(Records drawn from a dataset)
____________

pub async fn booking_page(
    State(state): State<Arc<BookingState>>,
    PageSession(id): PageSession,
) -> Response {
    match state.load(id).await {
        Ok(wizard) => Html(render_booking_page(&wizard, &context(&state), None, None)).into_response(),
        Err(err) => error_response(&err),
    }
}

pub async fn select_service_action(
    State(state): State<Arc<BookingState>>,
    PageSession(id): PageSession,
    form: Result<Form<SelectServiceRequest>, FormRejection>,
) -> Response {
    let service = form_payload(form).and_then(|payload| state.service(&payload.service_id));
    let result = match service {
        Ok(service) => {
            state
                .apply(id, "select_service", |w| w.select_service(service))
                .await
        }
        Err(err) => Err(err),
    };
    respond(&state, id, result, None).await
}

pub async fn remove_service_action(
    State(state): State<Arc<BookingState>>,
    PageServicePath(ServicePath {
        session: id,
        service_id,
    }): PageServicePath,
) -> Response {
    let result = state
        .apply(id, "remove_service", |w| w.remove_service(&service_id))
        .await;
    respond(&state, id, result, None).await
}

pub async fn continue_action(
    State(state): State<Arc<BookingState>>,
    PageSession(id): PageSession,
) -> Response {
    let result = state
        .apply(id, "continue", BookingWizard::continue_to_date)
        .await;
    respond(&state, id, result, None).await
}

pub async fn previous_month_action(
    State(state): State<Arc<BookingState>>,
    PageSession(id): PageSession,
) -> Response {
    let result = state
        .apply(id, "previous_month", BookingWizard::show_previous_month)
        .await;
    respond(&state, id, result, None).await
}

pub async fn next_month_action(
    State(state): State<Arc<BookingState>>,
    PageSession(id): PageSession,
) -> Response {
    let result = state
        .apply(id, "next_month", BookingWizard::show_next_month)
        .await;
    respond(&state, id, result, None).await
}

pub async fn select_date_action(
    State(state): State<Arc<BookingState>>,
    PageSession(id): PageSession,
    form: Result<Form<SelectDateRequest>, FormRejection>,
) -> Response {
    let today = state.today();
    let result = match form_payload(form).and_then(|payload| parse_date(&payload.date)) {
        Ok(date) => {
            state
                .apply(id, "select_date", |w| w.select_date(date, today))
                .await
        }
        Err(err) => Err(err),
    };
    respond(&state, id, result, None).await
}
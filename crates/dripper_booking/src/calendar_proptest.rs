#[cfg(test)]
mod tests {
    use crate::calendar::{month_grid, GRID_CELLS};
    use crate::slots::generate_time_slots;
    use chrono::{Datelike, Duration, NaiveDate, NaiveTime, Weekday};
    use proptest::prelude::*;

    fn any_date() -> impl Strategy<Value = NaiveDate> {
        (1990i32..2100, 1u32..=12, 1u32..=28)
            .prop_map(|(y, m, d)| NaiveDate::from_ymd_opt(y, m, d).unwrap())
    }

    proptest! {
        #[test]
        fn test_grid_shape_holds_for_any_month(month in any_date(), today in any_date()) {
            let view = month_grid(month, today, None);
            prop_assert_eq!(view.days.len(), GRID_CELLS);
            prop_assert_eq!(view.days[0].date.weekday(), Weekday::Sun);

            // Consecutive days, no gaps.
            for pair in view.days.windows(2) {
                prop_assert_eq!(pair[1].date - pair[0].date, Duration::days(1));
            }

            // Every day of the month is present and flagged as current.
            let first = view.month;
            let in_month = view.days.iter().filter(|d| d.is_current_month).count();
            let expected = view
                .days
                .iter()
                .filter(|d| d.date.year() == first.year() && d.date.month() == first.month())
                .count();
            prop_assert_eq!(in_month, expected);
            prop_assert!((28..=31).contains(&in_month));
            prop_assert_eq!(
                view.days.iter().position(|d| d.is_current_month),
                Some(first.weekday().num_days_from_sunday() as usize)
            );
        }

        #[test]
        fn test_past_flag_matches_today(month in any_date(), today in any_date()) {
            let view = month_grid(month, today, None);
            for day in &view.days {
                prop_assert_eq!(day.is_past, day.date < today);
                prop_assert_eq!(day.is_selectable(), day.date >= today);
            }
        }

        #[test]
        fn test_slots_stay_within_opening_hours(
            date in any_date(),
            open_hour in 0u32..12,
            span_hours in 1u32..12,
            interval in 5i64..120,
        ) {
            let opening = NaiveTime::from_hms_opt(open_hour, 0, 0).unwrap();
            let closing = NaiveTime::from_hms_opt(open_hour + span_hours, 0, 0).unwrap();
            let slots = generate_time_slots(
                date,
                opening,
                closing,
                Duration::minutes(interval),
                &chrono_tz::UTC,
            );

            let expected = (i64::from(span_hours) * 60 + interval - 1) / interval;
            prop_assert_eq!(slots.len() as i64, expected);
            for slot in &slots {
                prop_assert!(slot.time >= opening);
                prop_assert!(slot.time < closing);
            }
            for pair in slots.windows(2) {
                prop_assert_eq!(pair[1].time - pair[0].time, Duration::minutes(interval));
            }
        }
    }
}
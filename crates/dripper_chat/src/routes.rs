// --- File: crates/dripper_chat/src/routes.rs ---

use crate::handlers::{anthropic_chat_handler, openai_chat_handler, ChatState};
use axum::{routing::post, Router};
use std::sync::Arc;

/// Chat proxy endpoints. The backend nests them under `/api`.
pub fn routes(state: Arc<ChatState>) -> Router {
    Router::new()
        .route("/openai/chat", post(openai_chat_handler))
        .route("/anthropic/chat", post(anthropic_chat_handler))
        .with_state(state)
}
// File: crates/dripper_chat/src/doc.rs

#![allow(dead_code)]
#![cfg(feature = "openapi")]
use utoipa::OpenApi;

use crate::logic::{ChatErrorResponse, ChatRequest, ChatResponse};
use dripper_common::ChatMessage;

#[utoipa::path(
    post,
    path = "/openai/chat",
    request_body(content = ChatRequest, example = json!({
        "messages": [{"role": "user", "content": "Which service is the cheapest?"}]
    })),
    responses(
        (status = 200, description = "Text of the first choice", body = ChatResponse),
        (status = 500, description = "API key missing or the request failed", body = ChatErrorResponse),
        (status = 503, description = "Chat is disabled", body = ChatErrorResponse)
    ),
    tag = "Chat"
)]
fn doc_openai_chat_handler() {}

#[utoipa::path(
    post,
    path = "/anthropic/chat",
    request_body(content = ChatRequest, example = json!({
        "messages": [{"role": "user", "content": "Which service is the cheapest?"}]
    })),
    responses(
        (status = 200, description = "Text of the first content block", body = ChatResponse),
        (status = 500, description = "API key missing or the request failed", body = ChatErrorResponse),
        (status = 503, description = "Chat is disabled", body = ChatErrorResponse)
    ),
    tag = "Chat"
)]
fn doc_anthropic_chat_handler() {}

#[derive(OpenApi)]
#[openapi(
    paths(doc_openai_chat_handler, doc_anthropic_chat_handler),
    components(schemas(ChatMessage, ChatRequest, ChatResponse, ChatErrorResponse)),
    tags(
        (name = "Chat", description = "Pass-through chat completion proxies")
    )
)]
pub struct ChatApiDoc;
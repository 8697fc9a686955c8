// File: crates/dripper_booking/src/doc.rs

#![allow(dead_code)]
#![cfg(feature = "openapi")]
use utoipa::OpenApi;

use crate::calendar::{CalendarDay, MonthView};
use crate::catalog::Service;
use crate::logic::{
    CatalogResponse, SelectDateRequest, SelectServiceRequest, SelectTimeRequest, ServiceView,
    SlotsResponse, StepIndicator, WizardView,
};
use crate::payment::{OrderSummary, PaymentForm, PaymentReceipt};
use crate::slots::TimeSlot;
use crate::wizard::BookingStep;
use dripper_common::ErrorBody;

#[utoipa::path(
    get,
    path = "/booking/services",
    responses(
        (status = 200, description = "Bookable services", body = CatalogResponse),
        (status = 503, description = "Booking is disabled", body = ErrorBody)
    ),
    tag = "Booking"
)]
fn doc_list_services_handler() {}

#[utoipa::path(
    post,
    path = "/booking/sessions",
    responses(
        (status = 201, description = "New wizard session on the service step", body = WizardView),
        (status = 503, description = "Booking is disabled", body = ErrorBody)
    ),
    tag = "Booking"
)]
fn doc_create_session_handler() {}

#[utoipa::path(
    get,
    path = "/booking/sessions/{id}",
    params(("id" = uuid::Uuid, Path, description = "Wizard session id")),
    responses(
        (status = 200, description = "Current wizard state", body = WizardView),
        (status = 404, description = "Unknown or expired session", body = ErrorBody)
    ),
    tag = "Booking"
)]
fn doc_get_session_handler() {}

#[utoipa::path(
    delete,
    path = "/booking/sessions/{id}",
    params(("id" = uuid::Uuid, Path, description = "Wizard session id")),
    responses(
        (status = 204, description = "Session discarded"),
        (status = 404, description = "Unknown or expired session", body = ErrorBody)
    ),
    tag = "Booking"
)]
fn doc_delete_session_handler() {}

#[utoipa::path(
    post,
    path = "/booking/sessions/{id}/services",
    params(("id" = uuid::Uuid, Path, description = "Wizard session id")),
    request_body(content = SelectServiceRequest, example = json!({"service_id": "1"})),
    responses(
        (status = 200, description = "Service added (selecting it twice is a no-op)", body = WizardView),
        (status = 409, description = "Not on the service step", body = ErrorBody),
        (status = 422, description = "Unknown service", body = ErrorBody)
    ),
    tag = "Booking"
)]
fn doc_select_service_handler() {}

#[utoipa::path(
    delete,
    path = "/booking/sessions/{id}/services/{service_id}",
    params(
        ("id" = uuid::Uuid, Path, description = "Wizard session id"),
        ("service_id" = String, Path, description = "Service to remove")
    ),
    responses(
        (status = 200, description = "Service removed", body = WizardView),
        (status = 409, description = "Not on the service step", body = ErrorBody)
    ),
    tag = "Booking"
)]
fn doc_remove_service_handler() {}

#[utoipa::path(
    post,
    path = "/booking/sessions/{id}/continue",
    params(("id" = uuid::Uuid, Path, description = "Wizard session id")),
    responses(
        (status = 200, description = "Moved to the date step", body = WizardView),
        (status = 422, description = "No service selected", body = ErrorBody)
    ),
    tag = "Booking"
)]
fn doc_continue_handler() {}

#[utoipa::path(
    get,
    path = "/booking/sessions/{id}/calendar",
    params(("id" = uuid::Uuid, Path, description = "Wizard session id")),
    responses(
        (status = 200, description = "42-day month grid", body = MonthView),
        (status = 404, description = "Unknown or expired session", body = ErrorBody)
    ),
    tag = "Booking"
)]
fn doc_calendar_handler() {}

#[utoipa::path(
    post,
    path = "/booking/sessions/{id}/calendar/previous",
    params(("id" = uuid::Uuid, Path, description = "Wizard session id")),
    responses(
        (status = 200, description = "Previous month grid", body = MonthView),
        (status = 409, description = "Not on the date step", body = ErrorBody)
    ),
    tag = "Booking"
)]
fn doc_previous_month_handler() {}

#[utoipa::path(
    post,
    path = "/booking/sessions/{id}/calendar/next",
    params(("id" = uuid::Uuid, Path, description = "Wizard session id")),
    responses(
        (status = 200, description = "Next month grid", body = MonthView),
        (status = 409, description = "Not on the date step", body = ErrorBody)
    ),
    tag = "Booking"
)]
fn doc_next_month_handler() {}

#[utoipa::path(
    post,
    path = "/booking/sessions/{id}/date",
    params(("id" = uuid::Uuid, Path, description = "Wizard session id")),
    request_body(content = SelectDateRequest, example = json!({"date": "2025-05-15"})),
    responses(
        (status = 200, description = "Date set, moved to the time step", body = WizardView),
        (status = 409, description = "Not on the date step", body = ErrorBody),
        (status = 422, description = "Malformed or past date", body = ErrorBody)
    ),
    tag = "Booking"
)]
fn doc_select_date_handler() {}

#[utoipa::path(
    get,
    path = "/booking/sessions/{id}/slots",
    params(("id" = uuid::Uuid, Path, description = "Wizard session id")),
    responses(
        (status = 200, description = "Slots for the selected date", body = SlotsResponse),
        (status = 422, description = "No date selected", body = ErrorBody)
    ),
    tag = "Booking"
)]
fn doc_slots_handler() {}

#[utoipa::path(
    post,
    path = "/booking/sessions/{id}/time",
    params(("id" = uuid::Uuid, Path, description = "Wizard session id")),
    request_body(content = SelectTimeRequest, example = json!({"time": "10:30"})),
    responses(
        (status = 200, description = "Time set, moved to the payment step", body = WizardView),
        (status = 409, description = "Not on the time step", body = ErrorBody),
        (status = 422, description = "Not an available slot", body = ErrorBody)
    ),
    tag = "Booking"
)]
fn doc_select_time_handler() {}

#[utoipa::path(
    post,
    path = "/booking/sessions/{id}/payment",
    params(("id" = uuid::Uuid, Path, description = "Wizard session id")),
    request_body(content = PaymentForm, example = json!({
        "name": "Jane Doe",
        "email": "jane@example.com",
        "card_number": "4242 4242 4242 4242",
        "expiry_date": "12/28",
        "cvv": "123"
    })),
    responses(
        (status = 200, description = "Simulated payment accepted, booking complete", body = WizardView),
        (status = 409, description = "Not on the payment step or already complete", body = ErrorBody),
        (status = 422, description = "Invalid payment details", body = ErrorBody)
    ),
    tag = "Booking"
)]
fn doc_payment_handler() {}

#[utoipa::path(
    post,
    path = "/booking/sessions/{id}/back",
    params(("id" = uuid::Uuid, Path, description = "Wizard session id")),
    responses(
        (status = 200, description = "Previous step, clearing the step left behind", body = WizardView),
        (status = 409, description = "Booking already complete", body = ErrorBody)
    ),
    tag = "Booking"
)]
fn doc_back_handler() {}

#[utoipa::path(
    post,
    path = "/booking/sessions/{id}/next",
    params(("id" = uuid::Uuid, Path, description = "Wizard session id")),
    responses(
        (status = 200, description = "Next step when the current one is satisfied", body = WizardView),
        (status = 409, description = "Booking already complete", body = ErrorBody)
    ),
    tag = "Booking"
)]
fn doc_next_handler() {}

#[utoipa::path(
    post,
    path = "/booking/sessions/{id}/previous",
    params(("id" = uuid::Uuid, Path, description = "Wizard session id")),
    responses(
        (status = 200, description = "Previous step, keeping selections", body = WizardView),
        (status = 409, description = "Booking already complete", body = ErrorBody)
    ),
    tag = "Booking"
)]
fn doc_previous_handler() {}

#[utoipa::path(
    post,
    path = "/booking/sessions/{id}/reset",
    params(("id" = uuid::Uuid, Path, description = "Wizard session id")),
    responses(
        (status = 200, description = "Fresh wizard on the service step", body = WizardView)
    ),
    tag = "Booking"
)]
fn doc_reset_handler() {}

#[derive(OpenApi)]
#[openapi(
    paths(
        doc_list_services_handler,
        doc_create_session_handler,
        doc_get_session_handler,
        doc_delete_session_handler,
        doc_select_service_handler,
        doc_remove_service_handler,
        doc_continue_handler,
        doc_calendar_handler,
        doc_previous_month_handler,
        doc_next_month_handler,
        doc_select_date_handler,
        doc_slots_handler,
        doc_select_time_handler,
        doc_payment_handler,
        doc_back_handler,
        doc_next_handler,
        doc_previous_handler,
        doc_reset_handler
    ),
    components(
        schemas(
            Service,
            ServiceView,
            CatalogResponse,
            BookingStep,
            StepIndicator,
            WizardView,
            CalendarDay,
            MonthView,
            TimeSlot,
            SlotsResponse,
            SelectServiceRequest,
            SelectDateRequest,
            SelectTimeRequest,
            PaymentForm,
            OrderSummary,
            PaymentReceipt,
            ErrorBody
        )
    ),
    tags(
        (name = "Booking", description = "Appointment booking wizard API")
    )
)]
pub struct BookingApiDoc;
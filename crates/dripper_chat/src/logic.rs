// --- File: crates/dripper_chat/src/logic.rs ---
use dripper_common::ChatMessage;
use serde::{Deserialize, Serialize};
use serde_json::Value;

use crate::error::ChatError;

/// Longest slice of an upstream error body kept for the logs.
const MAX_LOGGED_BODY: usize = 200;

// --- Proxy API ---

/// Request body accepted by both chat endpoints.
#[derive(Deserialize, Serialize, Debug, Clone)]
#[cfg_attr(feature = "openapi", derive(utoipa::ToSchema))]
pub struct ChatRequest {
    pub messages: Vec<ChatMessage>,
}

#[derive(Serialize, Deserialize, Debug)]
#[cfg_attr(feature = "openapi", derive(utoipa::ToSchema))]
pub struct ChatResponse {
    #[cfg_attr(feature = "openapi", schema(example = "The Full Color Treatment takes 120 minutes."))]
    pub result: String,
}

#[derive(Serialize, Deserialize, Debug)]
#[cfg_attr(feature = "openapi", derive(utoipa::ToSchema))]
pub struct ChatErrorResponse {
    #[cfg_attr(feature = "openapi", schema(example = "Failed to process request"))]
    pub error: String,
}

/// Parses the raw request body. Unknown fields on messages are dropped, so
/// only role and content reach the provider.
pub fn parse_chat_request(body: &[u8]) -> Result<ChatRequest, ChatError> {
    serde_json::from_slice(body).map_err(|e| ChatError::InvalidRequest(e.to_string()))
}

// --- OpenAI wire format ---

#[derive(Serialize, Debug)]
pub struct OpenAiChatRequest<'a> {
    pub model: &'a str,
    pub messages: &'a [ChatMessage],
    #[serde(skip_serializing_if = "Option::is_none")]
    pub max_tokens: Option<u32>,
}

#[derive(Deserialize, Debug)]
pub struct OpenAiChatResponse {
    #[serde(default)]
    pub choices: Vec<OpenAiChoice>,
}

#[derive(Deserialize, Debug)]
pub struct OpenAiChoice {
    pub message: OpenAiReplyMessage,
}

#[derive(Deserialize, Debug)]
pub struct OpenAiReplyMessage {
    #[serde(default)]
    pub content: Option<String>,
}

/// Content of the first choice, if the provider sent one.
pub fn openai_reply_text(response: OpenAiChatResponse) -> Option<String> {
    response
        .choices
        .into_iter()
        .next()
        .and_then(|choice| choice.message.content)
}

// --- Anthropic wire format ---

#[derive(Serialize, Debug)]
pub struct AnthropicMessagesRequest<'a> {
    pub model: &'a str,
    pub max_tokens: u32,
    pub messages: &'a [ChatMessage],
}

#[derive(Deserialize, Debug)]
pub struct AnthropicMessagesResponse {
    #[serde(default)]
    pub content: Vec<AnthropicContentBlock>,
}

#[derive(Deserialize, Debug)]
pub struct AnthropicContentBlock {
    #[serde(rename = "type", default)]
    pub kind: String,
    #[serde(default)]
    pub text: Option<String>,
}

/// Text of the first content block.
pub fn anthropic_reply_text(response: AnthropicMessagesResponse) -> Option<String> {
    response
        .content
        .into_iter()
        .next()
        .and_then(|block| block.text)
}

/// Pulls `error.message` out of an upstream error body, falling back to a
/// truncated copy of the raw body.
pub fn upstream_error_message(body: &str) -> String {
    let parsed: Option<Value> = serde_json::from_str(body).ok();
    if let Some(message) = parsed
        .as_ref()
        .and_then(|v| v.pointer("/error/message"))
        .and_then(Value::as_str)
    {
        return message.to_string();
    }

    let trimmed = body.trim();
    if trimmed.is_empty() {
        return "empty response body".to_string();
    }
    trimmed.chars().take(MAX_LOGGED_BODY).collect()
}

____________

→ Task to complete
In the records above, some lines may contain the word "StepIndicator"; copy every one of them.

→ Solution for this problem
    SlotsResponse, StepIndicator, WizardView,
            StepIndicator,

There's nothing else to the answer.